Saved entries.
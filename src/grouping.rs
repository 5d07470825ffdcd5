//! Groups parsed expressions by the channel they ran on.
use std::collections::HashMap;

use parking_lot::Mutex;
use tracing::{debug, info};

use crate::error::Error;
use crate::expression::{CommandKind, Expression};

/// Channel id of commands not bound to a channel yet
pub const UNASSIGNED_CHANNEL: u32 = 0;

/// Expressions of one channel. Order is not meaningful until the pair builder sorts them.
#[derive(Debug, Clone)]
pub struct ChannelBucket {
    pub channel_id: u32,
    pub expressions: Vec<Expression>,
}

/// Partitions expressions by their `ChannelID` field on up to `workers` threads. Expressions without that field
/// and unknown commands are dropped first. The unassigned bucket is removed, buckets come back ordered by id.
pub fn group_by_channel(expressions: Vec<Expression>, workers: usize) -> Result<Vec<ChannelBucket>, Error> {
    let workers = workers.max(1);
    let mut partitions: Vec<Vec<(u32, Expression)>> = (0..workers).map(|_| Vec::new()).collect();

    let mut excluded = 0;
    for (idx, expression) in expressions.into_iter().enumerate() {
        match expression.channel_id() {
            Some(channel_id) if expression.kind() != CommandKind::Unknown => {
                partitions[idx % workers].push((channel_id, expression))
            }
            _ => excluded += 1,
        }
    }
    debug!("Excluded {} expressions without a channel", excluded);

    let buckets: Mutex<HashMap<u32, Vec<Expression>>> = Mutex::new(HashMap::new());
    std::thread::scope(|scope| {
        for partition in partitions {
            let buckets = &buckets;
            scope.spawn(move || {
                for (channel_id, expression) in partition {
                    buckets.lock().entry(channel_id).or_default().push(expression);
                }
            });
        }
    });

    let mut buckets = buckets.into_inner();
    if let Some(unassigned) = buckets.remove(&UNASSIGNED_CHANNEL) {
        debug!("Dropped {} unassigned expressions", unassigned.len());
    }
    if buckets.contains_key(&UNASSIGNED_CHANNEL) {
        return Err(Error::UnassignedBucket);
    }

    let mut buckets: Vec<ChannelBucket> = buckets
        .into_iter()
        .map(|(channel_id, expressions)| ChannelBucket {
            channel_id,
            expressions,
        })
        .collect();
    buckets.sort_by_key(|b| b.channel_id);

    info!("Grouped expressions into {} channels", buckets.len());
    Ok(buckets)
}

Task. Extract from the data every line where "Some" shows up.

Written answer.
            Some(channel_id) if expression.kind() != CommandKind::Unknown => {
    if let Some(unassigned) = buckets.remove(&UNASSIGNED_CHANNEL) {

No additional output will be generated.